Finding Help with Legal Services and Understanding Legal Services


Finding Help with Legal Services

As you raise the children in your care, you probably have your hands full. Lawyers-and, in fact, the whole legal system-may be the last thing you want to think about. You also have to be concerned about expenses. You may be thinking, "OK, if I must go to court, I'll do it on my own.” These concerns are legitimate, but the truth is you will probably have to use the legal system, and the services of a lawyer, if you continue to raise the children in your care. You will have to take some steps to keep the children safe and secure. You will probably need legal papers just to get them medical care or enroll them in school. You may also need legal help to plan for their future or to keep them safe from harm. You will need to make decisions that require sound legal advice.


Finding a Lawyer

The decisions you make about legal issues are important. A lawyer can help you understand what each choice may mean for your family, and whether those choices might result in any legal risks. A lawyer can also help to work out agreements with the parents and present facts to the judge. If the children in your care need cash benefits or medical coverage from the government, a lawyer may help with this, too. The attorney you hire should be one who knows the law, who will work well with you, and who can argue effectively for the rights of the children in your care. Call the offices of a few lawyers and ask about their legal experience and fees. Look for a lawyer with experience in abuse and neglect law, guardianship and adoption. Ask if the lawyer knows about programs (such as SSI or adoption subsidies) that may be an option for your family.

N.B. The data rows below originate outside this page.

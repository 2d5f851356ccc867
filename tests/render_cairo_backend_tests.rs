#![cfg(feature = "cairo-backend")]

use cairo::{Context, Format, ImageSurface};
use survey_charts::ChartError;
use survey_charts::api::{
    BarChartOptions, BubbleChartOptions, TreemapOptions, render_bar_chart, render_bubble_chart,
    render_treemap,
};
use survey_charts::core::CategoryRecord;
use survey_charts::data::remote_work;
use survey_charts::render::{CairoContextRenderer, CairoRenderer};

fn records() -> Vec<CategoryRecord> {
    vec![
        CategoryRecord::new("improved wellbeing", 47.0),
        CategoryRecord::new("no benefit", 8.0),
    ]
}

#[test]
fn cairo_renderer_rejects_invalid_surface_size() {
    let err = CairoRenderer::new(0, 480).expect_err("invalid width must fail");
    assert!(matches!(err, ChartError::InvalidData(_)));
}

#[test]
fn cairo_renderer_draws_bubble_chart() {
    let mut renderer = CairoRenderer::new(1200, 700).expect("renderer");
    let frame = render_bubble_chart(&mut renderer, &records(), &BubbleChartOptions::default())
        .expect("render");

    let stats = renderer.last_stats();
    assert_eq!(stats.circles_drawn, 2);
    assert_eq!(stats.texts_drawn, frame.texts.len());
}

#[test]
fn cairo_renderer_draws_bar_and_treemap_charts() {
    let mut renderer = CairoRenderer::new(1200, 700).expect("renderer");
    render_bar_chart(&mut renderer, &records(), &BarChartOptions::default()).expect("bar");
    let stats = renderer.last_stats();
    assert_eq!(stats.rects_drawn, 2);
    assert!(stats.lines_drawn >= 13);

    let mut renderer = CairoRenderer::new(1240, 700).expect("renderer");
    render_treemap(
        &mut renderer,
        &remote_work::disadvantages(),
        &TreemapOptions::default(),
    )
    .expect("treemap");
    assert_eq!(renderer.last_stats().rects_drawn, 9);
}

#[test]
fn cairo_renderer_can_draw_on_external_context() {
    let mut renderer = CairoRenderer::new(600, 320).expect("renderer");
    let frame = survey_charts::api::build_bubble_chart_frame(
        &records(),
        &BubbleChartOptions::default(),
    )
    .expect("frame");

    let surface = ImageSurface::create(Format::ARgb32, 1200, 700).expect("surface");
    let context = Context::new(&surface).expect("context");
    renderer
        .render_on_cairo_context(&context, &frame)
        .expect("render on context");

    assert_eq!(renderer.last_stats().circles_drawn, 2);
}

#[test]
fn cairo_renderer_writes_png() {
    let dir = tempfile::tempdir().expect("temp dir");
    let path = dir.path().join("bubble.png");

    let mut renderer = CairoRenderer::new(1200, 700).expect("renderer");
    render_bubble_chart(&mut renderer, &records(), &BubbleChartOptions::default())
        .expect("render");
    renderer.write_png(&path).expect("write png");

    assert!(std::fs::metadata(&path).expect("png metadata").len() > 0);
}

When you find an attorney you like, preferably one who gives free initial consultations, make an appointment. Go to that first meeting with a list of the main facts of the case. Provide the lawyer with all of these facts, including facts that could hurt your case. Agree to hire the lawyer only if you feel comfortable with that individual and if you feel that you can work as a team.


If You Can't Afford to Pay

Legal Services. Also known as Legal Aid, these law offices help low-income people with common legal problems. A list of legal resources can be found at the end of this chapter.

Law School Clinics. If you live near a law school, see if they have a clinic that represents kinship caregivers in child welfare or custody cases. A law student may be able to work with you, supervised by an experienced lawyer.

Pro Bono Lawyers. Sometimes private lawyers will work for free or for a reduced fee. If you are trying to change an unfair law or challenge an unfair state policy, you might find an interested lawyer. For more information, call the Ohio State Bar Association at 614-487-2050. Also contact your county or city bar association to see if they might have pro bona attorneys willing to take your case.


What is Legal Custody?

If you are an adult kinship caregiver, court-ordered legal custody can give you certain rights and responsibilities with respect to the child you are raising. Legal custody will allow you to:
  • Provide emotional support for the child.
  • Determine where and with whom the child will live.
  • Make many of the major decisions regarding the child's care, upbringing, education and medical needs.
  • Provide food, shelter, education and ordinary medical care for the child.
  • Protect and discipline the child.

Legal custody is not limited to parents and blood relatives. If it is best for the emotional and physical well-being of the child, the court may award legal custody to an unrelated person who has demonstrated a willingness and ability to raise the child. When a child is born, the mother automatically has legal custody-and so does the father, if they are married. Kinship caregivers, however, must go to a court to get legal custody of the children in their care.


Types of Legal Custody

There are three ways to gain legal custody of a child:

A Custody Order. If a judge issues you a custody order, this means you will be responsible for the child's day-to-day care but the parents will continue to have a legal relationship with the child. They will have a right to visit (unless the judge says they cannot) and could someday ask a judge to return custody to them.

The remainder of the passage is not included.